素敵な家が見つかり、10年ぶりのお引っ越し。バタバタと荷造りをし、いざ引っ越し屋さんに荷物を運んでもらった時、引っ越しを楽しみにしていた子どもがこんなことを言ったそうです。
「2階さん(引っ越し前の家をそう呼んだそうです)、寂しいだろうなぁ...」
幼児でもない、それなりにしっかりとした考えを持てる年齢になった子が、自分が住んでいた家のことを擬人化し、その家の気持ちを汲み取り、そして自分の記憶と共に寂しさという気持ちに思いを馳せたのです。
子どもにとって、家に"2階さん"という何者かが宿っていたのです。
者をデザインする
デザインをする、という言葉を聞くと、どんなイメージが思い浮かぶでしょうか。多くの場合、形やサービスなど、ビジネスをサポートする存在として発展してきたと思います。
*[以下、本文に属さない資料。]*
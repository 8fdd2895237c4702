//! # Core Type Definitions
//!
//! This module contains the fundamental types used throughout the Meridian
//! Spatial System. These types provide the building blocks for world-space
//! geometry, object identity, and the per-tick object descriptions handed to
//! the indexing service.
//!
//! ## Key Types
//!
//! - [`ObjectId`] - Unique identifier for simulated objects
//! - [`Vec2`] - 2D world-space position with double precision
//! - [`Aabb`] - Axis-aligned bounding box used as a cheap overlap proxy
//! - [`ObjectState`] - Per-tick description of one active simulation object
//!
//! ## Design Principles
//!
//! - **Type Safety**: The id wrapper prevents confusion with other id kinds
//! - **Precision**: Double-precision floats for accurate large-world positioning
//! - **Serialization**: All types support JSON serialization for tooling and
//!   debug visualization exports
//! - **Geometry Only**: Nothing in this module knows about object semantics

use crate::spatial::defaults;
use serde::{Deserialize, Serialize};
use uuid::Uuid;

// ============================================================================
// Identity
// ============================================================================

/// Unique identifier for a simulated object.
///
/// This is a wrapper around UUID that provides type safety and a total order,
/// which the broad-phase pair extraction relies on for canonical
/// (min, max) pair identity.
///
/// # Examples
///
/// ```rust
/// use meridian_spatial_system::ObjectId;
///
/// // Create a new random object ID
/// let object_id = ObjectId::new();
///
/// // Convert to string for logging/display
/// println!("Object ID: {}", object_id);
/// ```
#[derive(Debug, Clone, Copy, PartialEq, Eq, PartialOrd, Ord, Hash, Serialize, Deserialize)]
pub struct ObjectId(pub Uuid);

impl ObjectId {
    /// Creates a new random object ID using UUID v4.
    pub fn new() -> Self {
        Self(Uuid::new_v4())
    }

    /// Parses an object ID from a string representation.
    ///
    /// Returns `Err(uuid::Error)` with details about the parsing failure when
    /// the string is not a valid UUID.
    pub fn from_str(s: &str) -> Result<Self, uuid::Error> {
        Uuid::parse_str(s).map(Self)
    }
}

impl std::str::FromStr for ObjectId {
    type Err = uuid::Error;

    fn from_str(s: &str) -> Result<Self, Self::Err> {
        Self::from_str(s)
    }
}

impl Default for ObjectId {
    fn default() -> Self {
        Self::new()
    }
}

impl std::fmt::Display for ObjectId {
    fn fmt(&self, f: &mut std::fmt::Formatter<'_>) -> std::fmt::Result {
        write!(f, "{}", self.0)
    }
}

// ============================================================================
// Geometry
// ============================================================================

/// Represents a 2D position in the simulated world.
///
/// Uses double-precision floating point for maximum accuracy in position
/// calculations. This is essential for large worlds where single-precision
/// would introduce noticeable errors far from the origin.
///
/// # Examples
///
/// ```rust
/// use meridian_spatial_system::Vec2;
///
/// let origin = Vec2::new(0.0, 0.0);
/// let target = Vec2::new(100.5, -200.25);
/// let d = origin.distance(target);
/// assert!(d > 0.0);
/// ```
#[derive(Debug, Clone, Copy, PartialEq, Serialize, Deserialize)]
pub struct Vec2 {
    /// X coordinate (east-west axis)
    pub x: f64,
    /// Y coordinate (north-south axis)
    pub y: f64,
}

impl Vec2 {
    /// Creates a new position with the specified coordinates.
    pub fn new(x: f64, y: f64) -> Self {
        Self { x, y }
    }

    /// Euclidean distance to another position.
    pub fn distance(&self, other: Vec2) -> f64 {
        self.distance_squared(other).sqrt()
    }

    /// Squared Euclidean distance to another position.
    ///
    /// Prefer this over [`Vec2::distance`] in hot filtering loops; comparing
    /// squared distances against a squared radius avoids the square root.
    pub fn distance_squared(&self, other: Vec2) -> f64 {
        let dx = self.x - other.x;
        let dy = self.y - other.y;
        dx * dx + dy * dy
    }

    /// Vector length.
    pub fn length(&self) -> f64 {
        (self.x * self.x + self.y * self.y).sqrt()
    }

    /// Returns the unit-length vector pointing the same way, or `None` for a
    /// zero-length vector.
    pub fn normalized(&self) -> Option<Vec2> {
        let len = self.length();
        if len > 0.0 {
            Some(Vec2::new(self.x / len, self.y / len))
        } else {
            None
        }
    }
}

/// Axis-aligned bounding box in world space.
///
/// Used as a cheap overlap proxy throughout the spatial index: node
/// territories, object extents, and query rectangles are all `Aabb`s.
/// Overlap and containment tests treat edges as inclusive.
#[derive(Debug, Clone, Copy, PartialEq, Serialize, Deserialize)]
pub struct Aabb {
    /// Minimum corner (west/south boundary)
    pub min: Vec2,
    /// Maximum corner (east/north boundary)
    pub max: Vec2,
}

impl Aabb {
    /// Creates a bounding box from its minimum and maximum corners.
    pub fn new(min: Vec2, max: Vec2) -> Self {
        Self { min, max }
    }

    /// Creates a bounding box centered on `center` extending `half_extent`
    /// in each direction.
    pub fn from_center_half_extents(center: Vec2, half_extent: Vec2) -> Self {
        Self {
            min: Vec2::new(center.x - half_extent.x, center.y - half_extent.y),
            max: Vec2::new(center.x + half_extent.x, center.y + half_extent.y),
        }
    }

    /// The smallest box enclosing a circle. With an infinite radius this
    /// produces an infinite box that intersects everything, which is how an
    /// unbounded radius query degrades to a full scan.
    pub fn enclosing_circle(center: Vec2, radius: f64) -> Self {
        Self::from_center_half_extents(center, Vec2::new(radius, radius))
    }

    /// Box width (east-west extent).
    pub fn width(&self) -> f64 {
        self.max.x - self.min.x
    }

    /// Box height (north-south extent).
    pub fn height(&self) -> f64 {
        self.max.y - self.min.y
    }

    /// Center point of the box.
    pub fn center(&self) -> Vec2 {
        Vec2::new(
            (self.min.x + self.max.x) / 2.0,
            (self.min.y + self.max.y) / 2.0,
        )
    }

    /// Edge-inclusive overlap test against another box.
    pub fn intersects(&self, other: Aabb) -> bool {
        self.min.x <= other.max.x
            && self.max.x >= other.min.x
            && self.min.y <= other.max.y
            && self.max.y >= other.min.y
    }

    /// Edge-inclusive test for whether this box fully contains another.
    pub fn contains(&self, other: Aabb) -> bool {
        self.min.x <= other.min.x
            && self.max.x >= other.max.x
            && self.min.y <= other.min.y
            && self.max.y >= other.max.y
    }

    /// Edge-inclusive test for whether a point lies inside this box.
    pub fn contains_point(&self, point: Vec2) -> bool {
        point.x >= self.min.x
            && point.x <= self.max.x
            && point.y >= self.min.y
            && point.y <= self.max.y
    }
}

// ============================================================================
// Service Input
// ============================================================================

/// Per-tick description of one active simulation object.
///
/// Gameplay systems hand a slice of these to
/// [`SpatialIndexService::update`](crate::SpatialIndexService::update) every
/// tick; the service snapshots them at rebuild boundaries. The index itself
/// never inspects anything beyond identity and geometry.
#[derive(Debug, Clone, Copy, PartialEq, Serialize, Deserialize)]
pub struct ObjectState {
    /// Identity of the simulated object
    pub id: ObjectId,
    /// Current world-space position
    pub position: Vec2,
    /// Collision half-extent; `None` falls back to a small default box
    pub half_extent: Option<Vec2>,
    /// Whether this object participates in broad-phase pair extraction
    pub collidable: bool,
}

impl ObjectState {
    /// Creates a collidable object state with the default extent.
    pub fn new(id: ObjectId, position: Vec2) -> Self {
        Self {
            id,
            position,
            half_extent: None,
            collidable: true,
        }
    }

    /// The world-space bounding box for this object, derived from its
    /// collision extent or the default when none was provided.
    pub fn aabb(&self) -> Aabb {
        let half = self.half_extent.unwrap_or(Vec2::new(
            defaults::DEFAULT_HALF_EXTENT,
            defaults::DEFAULT_HALF_EXTENT,
        ));
        Aabb::from_center_half_extents(self.position, half)
    }
}

#[cfg(test)]
mod tests {
    use super::*;

    #[test]
    fn test_aabb_overlap_is_edge_inclusive() {
        let a = Aabb::new(Vec2::new(0.0, 0.0), Vec2::new(10.0, 10.0));
        let b = Aabb::new(Vec2::new(10.0, 10.0), Vec2::new(20.0, 20.0));
        let c = Aabb::new(Vec2::new(10.1, 10.1), Vec2::new(20.0, 20.0));

        assert!(a.intersects(b));
        assert!(!a.intersects(c));
    }

    #[test]
    fn test_enclosing_circle_box() {
        let probe = Aabb::enclosing_circle(Vec2::new(5.0, 5.0), 3.0);
        assert_eq!(probe.min, Vec2::new(2.0, 2.0));
        assert_eq!(probe.max, Vec2::new(8.0, 8.0));

        let unbounded = Aabb::enclosing_circle(Vec2::new(0.0, 0.0), f64::INFINITY);
        assert!(unbounded.intersects(Aabb::new(
            Vec2::new(1e9, 1e9),
            Vec2::new(2e9, 2e9)
        )));
    }

    #[test]
    fn test_normalized_rejects_zero_vector() {
        assert!(Vec2::new(0.0, 0.0).normalized().is_none());
        let unit = Vec2::new(3.0, 4.0).normalized().unwrap();
        assert!((unit.length() - 1.0).abs() < 1e-12);
    }

    #[test]
    fn test_object_state_default_extent() {
        let state = ObjectState::new(ObjectId::new(), Vec2::new(10.0, 10.0));
        let aabb = state.aabb();
        assert!(aabb.width() > 0.0);
        assert!(aabb.contains_point(Vec2::new(10.0, 10.0)));
    }

    #[test]
    fn test_object_id_ordering_is_total() {
        let a = ObjectId::new();
        let b = ObjectId::new();
        assert_ne!(a, b);
        assert_eq!(a.min(b), b.min(a));
    }
}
クレイジータンクも多様な分野でデザインに携わってきました。
アクセサリーをデザインしたこともあります。
コロナに立ち向かう医療従事者へ寄付を募るための作品
「最後の一葉」
ドリップコーヒーの味からパッケージまでデザインしたこともあります。
脳梗塞の人が社会から断絶されないためのビジネス支援企画
「CAFE de MARINE」
組織を関係者と共にデザインすることもあります。
私たちクレイジータンクがデザインという分野に携わる時、常に見え方や機能性、時にはその物に存在する物語を超えて、物に宿る者を感じることがあります。
「コーヒーが朝の時間の一部になっているよ」
「難しいことに挑戦しているけれど、人生の希望になっています」
「クレタン通信を読むことが毎週火曜日の日課になっていました」
わかりやすく言えば、ユーザーが作り出すデザイン、と言えると思いますが、自分たち提供側、デザインする側ではとても予測できなかった感想や体験を伝えられた瞬間、そこには自分たちがデザインできない領域で、でもとても大切なデザインが生まれているのだと思います。
物に宿る者。
私たちクレイジータンクは常にその何者かとの出会いを楽しみにしているのかもしれません。